# [What to work on]
From the entries that follow, report every line in which "started" occurs.

# [Dataset]
********

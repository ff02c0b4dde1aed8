//! Message, classification and draft models.

use std::fmt;

use actionbot_api::{EmailListItem, FetchedClassification};
use serde::{Deserialize, Serialize};

use super::Category;

macro_rules! string_id {
    ($(#[$meta:meta])* $name:ident) => {
        $(#[$meta])*
        #[derive(Debug, Clone, PartialEq, Eq, PartialOrd, Ord, Hash, Serialize, Deserialize)]
        #[serde(transparent)]
        pub struct $name(String);

        impl $name {
            /// Wrap a raw identifier.
            #[must_use]
            pub fn new(id: impl Into<String>) -> Self {
                Self(id.into())
            }

            /// The raw identifier.
            #[must_use]
            pub fn as_str(&self) -> &str {
                &self.0
            }
        }

        impl fmt::Display for $name {
            fn fmt(&self, f: &mut fmt::Formatter<'_>) -> fmt::Result {
                f.write_str(&self.0)
            }
        }

        impl From<&str> for $name {
            fn from(id: &str) -> Self {
                Self(id.to_string())
            }
        }

        impl From<String> for $name {
            fn from(id: String) -> Self {
                Self(id)
            }
        }
    };
}

string_id!(
    /// Provider identifier of a message.
    MessageId
);
string_id!(
    /// Provider identifier of a thread.
    ThreadId
);
string_id!(
    /// Backend identifier of the logged-in user.
    UserId
);

/// One message of the inbox listing.
#[derive(Debug, Clone, PartialEq, Eq)]
pub struct MessageSummary {
    /// Unique identifier.
    pub id: MessageId,
    /// Thread the message belongs to.
    pub thread_id: ThreadId,
    /// Subject line.
    pub subject: String,
    /// Sender.
    pub from: String,
    /// Date as sent by the provider.
    pub date: String,
    /// Preview of the body.
    pub snippet: String,
}

impl From<EmailListItem> for MessageSummary {
    fn from(item: EmailListItem) -> Self {
        Self {
            id: MessageId(item.id),
            thread_id: ThreadId(item.thread_id),
            subject: item.subject,
            from: item.from,
            date: item.date,
            snippet: item.snippet,
        }
    }
}

/// Category the classifier assigned to one message.
#[derive(Debug, Clone, PartialEq, Eq)]
pub struct Classification {
    /// Classified message.
    pub message_id: MessageId,
    /// Normalized category.
    pub category: Category,
    /// Suggested action.
    pub action: Option<String>,
    /// Model justification.
    pub justification: Option<String>,
}

impl Classification {
    /// Build a classification from a backend answer.
    ///
    /// Returns `None` when the backend produced no category: such a message
    /// stays unclassified rather than landing in [`Category::Other`].
    #[must_use]
    pub fn from_fetched(message_id: MessageId, fetched: &FetchedClassification) -> Option<Self> {
        let label = fetched.category.as_deref()?;
        Some(Self {
            message_id,
            category: Category::parse(label),
            action: fetched.action.clone(),
            justification: fetched.justification.clone(),
        })
    }
}

/// A message opened for reading.
#[derive(Debug, Clone, PartialEq, Eq)]
pub struct MessageDetail {
    /// Listing entry, with the snippet replaced by the fuller text when available.
    pub summary: MessageSummary,
    /// Full body, if the backend sent one.
    pub body: Option<String>,
    /// Classification returned alongside the body.
    pub classification: Option<Classification>,
}

impl MessageDetail {
    /// Merge a listing entry with the backend's detail answer.
    #[must_use]
    pub fn from_fetched(summary: MessageSummary, fetched: FetchedClassification) -> Self {
        let classification = Classification::from_fetched(summary.id.clone(), &fetched);
        let mut summary = summary;
        if let Some(text) = fetched.body.clone().or(fetched.snippet) {
            summary.snippet = text;
        }

        Self {
            summary,
            body: fetched.body,
            classification,
        }
    }
}

/// Editable AI-generated reply for the selected message.
#[derive(Debug, Clone, PartialEq, Eq)]
pub struct DraftReply {
    /// Message being answered.
    pub message_id: MessageId,
    /// Current draft text.
    pub text: String,
    /// Subject the backend will use for the reply.
    pub subject_echo: String,
}
//! Reply drafting and sending for the selected message.
//!
//! ```text
//! Idle ──begin_generate──▶ Generating ──ok──▶ Drafted ──begin_send──▶ Sending ──ok──▶ Sent
//!  ▲                           │                ▲                       │
//!  └──────────err──────────────┘                └──────────err──────────┘
//! ```
//!
//! Backend failures never reach the user verbatim: they are logged and
//! replaced by a generic [`Notice`]. A failed send keeps the draft so the
//! user can retry.

mod workflow;

use std::fmt;
use std::time::Duration;

use actionbot_api::ApiError;

use crate::model::MessageId;

pub use workflow::ReplyWorkflow;

/// Notice shown when a draft could not be generated.
pub const GENERATE_FAILED: &str = "Failed to generate reply. Please try again.";

/// Notice shown after a reply went out.
pub const SEND_SUCCEEDED: &str = "Reply sent successfully!";

/// Notice shown when a reply could not be sent.
pub const SEND_FAILED: &str = "Failed to send reply. Please try again.";

/// How long the success notice stays up before the caller moves on.
pub const DEFAULT_SEND_COMPLETE_DELAY: Duration = Duration::from_millis(1500);

/// Where the reply of the selected message stands.
#[derive(Debug, Clone, Copy, PartialEq, Eq, Default)]
pub enum ReplyState {
    /// Nothing drafted yet.
    #[default]
    Idle,
    /// Waiting for the backend to draft a reply.
    Generating,
    /// A draft is ready for editing.
    Drafted,
    /// Waiting for the backend to send the draft.
    Sending,
    /// The reply went out.
    Sent,
}

impl ReplyState {
    /// Lowercase name.
    #[must_use]
    pub const fn as_str(&self) -> &'static str {
        match self {
            Self::Idle => "idle",
            Self::Generating => "generating",
            Self::Drafted => "drafted",
            Self::Sending => "sending",
            Self::Sent => "sent",
        }
    }

    /// Whether a backend request is outstanding.
    #[must_use]
    pub const fn is_busy(&self) -> bool {
        matches!(self, Self::Generating | Self::Sending)
    }
}

impl fmt::Display for ReplyState {
    fn fmt(&self, f: &mut fmt::Formatter<'_>) -> fmt::Result {
        f.write_str(self.as_str())
    }
}

/// User-facing outcome message.
#[derive(Debug, Clone, PartialEq, Eq)]
pub enum Notice {
    /// Something went well.
    Success(String),
    /// Something failed.
    Error(String),
}

impl Notice {
    /// The text to display.
    #[must_use]
    pub fn text(&self) -> &str {
        match self {
            Self::Success(text) | Self::Error(text) => text,
        }
    }

    /// Whether this notice reports a failure.
    #[must_use]
    pub const fn is_error(&self) -> bool {
        matches!(self, Self::Error(_))
    }
}

impl fmt::Display for Notice {
    fn fmt(&self, f: &mut fmt::Formatter<'_>) -> fmt::Result {
        f.write_str(self.text())
    }
}

/// Proof that a transition was started, needed to complete it.
///
/// A ticket goes stale once the workflow moves on (another transition
/// starts, the draft is cleared, or it belongs to a different message).
#[derive(Debug, Clone, PartialEq, Eq)]
pub struct ReplyTicket {
    message_id: MessageId,
    epoch: u64,
}

impl ReplyTicket {
    /// Message the transition was started for.
    #[must_use]
    pub const fn message_id(&self) -> &MessageId {
        &self.message_id
    }
}

/// What the caller should do once a send finished.
#[derive(Debug, Clone, Copy, PartialEq, Eq)]
pub enum SendCompletion {
    /// The reply went out and the notice was displayed; refresh the inbox
    /// and deselect the message.
    Completed,
}

/// Errors from the reply workflow.
#[derive(Debug, thiserror::Error)]
pub enum ReplyError {
    /// The operation is not allowed in the current state.
    #[error("cannot {action} while {from}")]
    InvalidTransition {
        /// State the workflow was in.
        from: ReplyState,
        /// Operation that was attempted.
        action: &'static str,
    },

    /// The draft is empty once whitespace is removed.
    #[error("reply text is empty")]
    EmptyDraft,

    /// The ticket belongs to a transition that was superseded.
    #[error("reply operation is no longer current")]
    Stale,

    /// The backend call failed.
    #[error("reply request failed: {0}")]
    Backend(ApiError),
}

impl ReplyError {
    /// The transport error behind this failure, if any.
    #[must_use]
    pub const fn backend_error(&self) -> Option<&ApiError> {
        match self {
            Self::Backend(err) => Some(err),
            _ => None,
        }
    }
}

********

# [Problem solution]
/// Proof that a transition was started, needed to complete it.
    /// Message the transition was started for.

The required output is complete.